_Work order_:
The response must consist of every record, restated word for word.

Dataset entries

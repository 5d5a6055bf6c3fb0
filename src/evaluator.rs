//! Black-box fitness evaluators.
//!
//! Modeled as a value of a small capability enum rather than a trait object
//! or a global registry, so the driver can hold one by value.

use crate::bitstring::BitString;

/// A fitness function from bit-string to non-negative real, maximization.
#[derive(Clone, Copy, Debug, PartialEq)]
pub enum Evaluator {
    /// Deceptive trap of block size `k`.
    DeceptiveTrap(usize),
    /// Hierarchical if-and-only-if.
    Hiff,
}

impl Evaluator {
    pub fn evaluate(&self, bits: &BitString) -> f64 {
        match self {
            Evaluator::DeceptiveTrap(k) => evaluate_trap(*k, bits),
            Evaluator::Hiff => evaluate_hiff(bits),
        }
    }
}

/// Partition the string into `L/k` disjoint blocks of `k` bits. A block with
/// all `k` bits set contributes `t`; otherwise it contributes `k - t - 1`.
fn evaluate_trap(k: usize, bits: &BitString) -> f64 {
    let mut fitness = 0.0;
    let num_blocks = bits.len() / k;
    for block in 0..num_blocks {
        let mut t = 0;
        for j in 0..k {
            if bits.has(block * k + j) {
                t += 1;
            }
        }
        fitness += if t == k { t as f64 } else { (k - t - 1) as f64 };
    }
    fitness
}

/// Sum, over block sizes `1, 2, 4, ...` up to `len`, the size of every
/// aligned block whose bits are all equal.
fn evaluate_hiff(bits: &BitString) -> f64 {
    let mut fitness = 0.0;
    let mut block_size = 1;
    while block_size <= bits.len() {
        let mut i = 0;
        while i < bits.len() {
            let first = bits.has(i);
            let mut same = true;
            for j in (i + 1)..(i + block_size) {
                if bits.has(j) != first {
                    same = false;
                    break;
                }
            }
            if same {
                fitness += block_size as f64;
            }
            i += block_size;
        }
        block_size *= 2;
    }
    fitness
}
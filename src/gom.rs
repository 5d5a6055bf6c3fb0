//! Gene-pool Optimal Mixing (GOM) crossover backends.
//!
//! Modeled as a small capability enum, matching the evaluator's shape
//! (§9 design notes): variants are exercised only through the common
//! `apply` contract so the driver never has to know which one is in play.

use crate::evaluator::Evaluator;
use crate::linkage::Fos;
use crate::population::{Population, Solution};
use crate::rng::Rng;
use crate::Error;

/// Number of attempts to draw a donor distinct from the current solution
/// before giving up and accepting a same-index (no-op) donor.
const DONOR_RETRY_BOUND: usize = 8;

/// Interchangeable crossover backend. `CpuGom` is the reference
/// implementation specified in full; `GpuGom` is a marker reserved for an
/// out-of-scope OpenCL dispatch path this crate does not ship.
#[derive(Clone, Copy, Debug, PartialEq)]
pub enum CrossoverBackend {
    CpuGom,
    GpuGom,
}

impl CrossoverBackend {
    /// `apply(population, fos, rng) -> population'`, purely value-based:
    /// same `N` and `L` in and out, offspring fitnesses assigned by
    /// re-evaluating every accepted candidate.
    pub fn apply(
        &self,
        population: &Population,
        fos: &Fos,
        evaluator: &Evaluator,
        rng: &mut Rng,
    ) -> Result<Population, Error> {
        match self {
            CrossoverBackend::CpuGom => Ok(cpu_gom(population, fos, evaluator, rng)),
            CrossoverBackend::GpuGom => Err(Error::BackendError(
                "GPU crossover backend has no CPU fallback in this build".to_string(),
            )),
        }
    }
}

/// Reference CPU GOM backend: visits solutions in index order, and for
/// each, every non-full-set FOS entry in FOS order, attempting a
/// donor-guided bit-block replacement that is kept only if it does not
/// worsen fitness.
fn cpu_gom(population: &Population, fos: &Fos, evaluator: &Evaluator, rng: &mut Rng) -> Population {
    let n = population.size();
    let length = population.length();
    let mut offspring = Vec::with_capacity(n);

    for index in 0..n {
        let parent = population.get(index);
        let mut child = parent.bits.clone();
        let mut f_child = parent.fitness;

        for node in fos.iter() {
            if node.len() == length {
                continue;
            }

            let donor_index = pick_donor(index, n, rng);
            let donor = population.get(donor_index);

            let mut candidate = child.clone();
            candidate.copy_bits(&donor.bits, node);

            if candidate == child {
                continue;
            }

            let f_candidate = evaluator.evaluate(&candidate);
            if f_candidate >= f_child {
                child = candidate;
                f_child = f_candidate;
            }
        }

        offspring.push(Solution { bits: child, fitness: f_child });
    }

    Population::from_solutions(offspring)
}

fn pick_donor(current: usize, n: usize, rng: &mut Rng) -> usize {
    if n <= 1 {
        return current;
    }
    for _ in 0..DONOR_RETRY_BOUND {
        let candidate = rng.below(n);
        if candidate != current {
            return candidate;
        }
    }
    current
}
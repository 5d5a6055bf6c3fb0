//! Mutual-information distance matrix over problem variables.

use crate::frequency::FrequencyTable;

/// Entropy of a frequency vector summing to `total`, using natural log and
/// the convention `0 * log 0 := 0`.
fn entropy(freqs: &[u32], total: u32) -> f64 {
    let mut h = 0.0;
    for &f in freqs {
        if f > 0 {
            h += -(f as f64 / total as f64) * ((f as f64).ln() - (total as f64).ln());
        }
    }
    h
}

/// Symmetric `L x L` distance matrix, stored as a lower triangle
/// (`row >= col`). Larger values indicate greater dependency between the
/// corresponding pair of variables.
pub struct DistanceMatrix {
    length: usize,
    rows: Vec<Vec<f64>>,
}

impl DistanceMatrix {
    /// Build from a population's triangular frequency table.
    pub fn build(table: &FrequencyTable, length: usize, pop_size: usize) -> Self {
        let mut rows: Vec<Vec<f64>> = (0..length).map(|i| vec![0.0; i + 1]).collect();
        let n = pop_size as u32;

        for i in 0..length {
            for j in 0..i {
                rows[i][j] = entropy(table.pairwise(i, j), n);
            }
            rows[i][i] = entropy(table.univariate(i), n);
        }

        for i in 0..length {
            for j in 0..i {
                rows[i][j] = rows[i][i] + rows[j][j] - rows[i][j];
            }
        }

        DistanceMatrix { length, rows }
    }

    pub fn length(&self) -> usize {
        self.length
    }

    pub fn get(&self, i: usize, j: usize) -> f64 {
        if i >= j {
            self.rows[i][j]
        } else {
            self.rows[j][i]
        }
    }
}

_Answer section_:
repository 5d5a6055bf6c3fb0
filename src/evaluator.rs
//! Black-box fitness evaluators.
//!
//! Modeled as a value of a small capability enum rather than a trait object
//! or a global registry, so the driver can hold one by value.

use crate::bitstring::BitString;

/// A fitness function from bit-string to non-negative real, maximization.
#[derive(Clone, Copy, Debug, PartialEq)]
pub enum Evaluator {
    /// Deceptive trap of block size `k`.
    DeceptiveTrap(usize),
    /// Hierarchical if-and-only-if.
    Hiff,
}

impl Evaluator {
    pub fn evaluate(&self, bits: &BitString) -> f64 {
        match self {
            Evaluator::DeceptiveTrap(k) => evaluate_trap(*k, bits),
            Evaluator::Hiff => evaluate_hiff(bits),
        }
    }
}

/// Partition the string into `L/k` disjoint blocks of `k` bits. A block with
/// all `k` bits set contributes `t`; otherwise it contributes `k - t - 1`.
fn evaluate_trap(k: usize, bits: &BitString) -> f64 {
    let mut fitness = 0.0;
    let num_blocks = bits.len() / k;
    for block in 0..num_blocks {
        let mut t = 0;
        for j in 0..k {
            if bits.has(block * k + j) {
                t += 1;
            }
        }
        fitness += if t == k { t as f64 } else { (k - t - 1) as f64 };
    }
    fitness
}

/// Sum, over block sizes `1, 2, 4, ...` up to `len`, the size of every
/// aligned block whose bits are all equal.
fn evaluate_hiff(bits: &BitString) -> f64 {
    let mut fitness = 0.0;
    let mut block_size = 1;
    while block_size <= bits.len() {
        let mut i = 0;
        while i < bits.len() {
            let first = bits.has(i);
            let mut same = true;
            for j in (i + 1)..(i + block_size) {
                if bits.has(j) != first {
                    same = false;
                    break;
                }
            }
            if same {
                fitness += block_size as f64;
            }
            i += block_size;
        }
        block_size *= 2;
    }
    fitness
}
filename src/gom.rs
repository 5d5a6055bf6c3fb0
//! Gene-pool Optimal Mixing (GOM) crossover backends.
//!
//! Modeled as a small capability enum, matching the evaluator's shape
//! (§9 design notes): variants are exercised only through the common
//! `apply` contract so the driver never has to know which one is in play.

use crate::evaluator::Evaluator;
use crate::linkage::Fos;
use crate::population::{Population, Solution};
use crate::rng::Rng;
use crate::Error;

/// Number of attempts to draw a donor distinct from the current solution
/// before giving up and accepting a same-index (no-op) donor.
const DONOR_RETRY_BOUND: usize = 8;

/// Interchangeable crossover backend. `CpuGom` is the reference
/// implementation specified in full; `GpuGom` is a marker reserved for an
/// out-of-scope OpenCL dispatch path this crate does not ship.
#[derive(Clone, Copy, Debug, PartialEq)]
pub enum CrossoverBackend {
    CpuGom,
    GpuGom,
}

impl CrossoverBackend {
    /// `apply(population, fos, rng) -> population'`, purely value-based:
    /// same `N` and `L` in and out, offspring fitnesses assigned by
    /// re-evaluating every accepted candidate.
    pub fn apply(
        &self,
        population: &Population,
        fos: &Fos,
        evaluator: &Evaluator,
        rng: &mut Rng,
    ) -> Result<Population, Error> {
        match self {
            CrossoverBackend::CpuGom => Ok(cpu_gom(population, fos, evaluator, rng)),
            CrossoverBackend::GpuGom => Err(Error::BackendError(
                "GPU crossover backend has no CPU fallback in this build".to_string(),
            )),
        }
    }
}

/// Reference CPU GOM backend: visits solutions in index order, and for
/// each, every non-full-set FOS entry in FOS order, attempting a
/// donor-guided bit-block replacement that is kept only if it does not
/// worsen fitness.
fn cpu_gom(population: &Population, fos: &Fos, evaluator: &Evaluator, rng: &mut Rng) -> Population {
    let n = population.size();
    let length = population.length();
    let mut offspring = Vec::with_capacity(n);

    for index in 0..n {
        let parent = population.get(index);
        let mut child = parent.bits.clone();
        let mut f_child = parent.fitness;

        for node in fos.iter() {
            if node.len() == length {
                continue;
            }

            let donor_index = pick_donor(index, n, rng);
            let donor = population.get(donor_index);

            let mut candidate = child.clone();
            candidate.copy_bits(&donor.bits, node);

            if candidate == child {
                continue;
            }

            let f_candidate = evaluator.evaluate(&candidate);
            if f_candidate >= f_child {
                child = candidate;
                f_child = f_candidate;
            }
        }

        offspring.push(Solution { bits: child, fitness: f_child });
    }

    Population::from_solutions(offspring)
}

fn pick_donor(current: usize, n: usize, rng: &mut Rng) -> usize {
    if n <= 1 {
        return current;
    }
    for _ in 0..DONOR_RETRY_BOUND {
        let candidate = rng.below(n);
        if candidate != current {
            return candidate;
        }
    }
    current
}
repository 5d5a6055bf6c3fb0
//! Mutual-information distance matrix over problem variables.

use crate::frequency::FrequencyTable;

/// Entropy of a frequency vector summing to `total`, using natural log and
/// the convention `0 * log 0 := 0`.
fn entropy(freqs: &[u32], total: u32) -> f64 {
    let mut h = 0.0;
    for &f in freqs {
        if f > 0 {
            h += -(f as f64 / total as f64) * ((f as f64).ln() - (total as f64).ln());
        }
    }
    h
}

/// Symmetric `L x L` distance matrix, stored as a lower triangle
/// (`row >= col`). Larger values indicate greater dependency between the
/// corresponding pair of variables.
pub struct DistanceMatrix {
    length: usize,
    rows: Vec<Vec<f64>>,
}

impl DistanceMatrix {
    /// Build from a population's triangular frequency table.
    pub fn build(table: &FrequencyTable, length: usize, pop_size: usize) -> Self {
        let mut rows: Vec<Vec<f64>> = (0..length).map(|i| vec![0.0; i + 1]).collect();
        let n = pop_size as u32;

        for i in 0..length {
            for j in 0..i {
                rows[i][j] = entropy(table.pairwise(i, j), n);
            }
            rows[i][i] = entropy(table.univariate(i), n);
        }

        for i in 0..length {
            for j in 0..i {
                rows[i][j] = rows[i][i] + rows[j][j] - rows[i][j];
            }
        }

        DistanceMatrix { length, rows }
    }

    pub fn length(&self) -> usize {
        self.length
    }

    pub fn get(&self, i: usize, j: usize) -> f64 {
        if i >= j {
            self.rows[i][j]
        } else {
            self.rows[j][i]
        }
    }
}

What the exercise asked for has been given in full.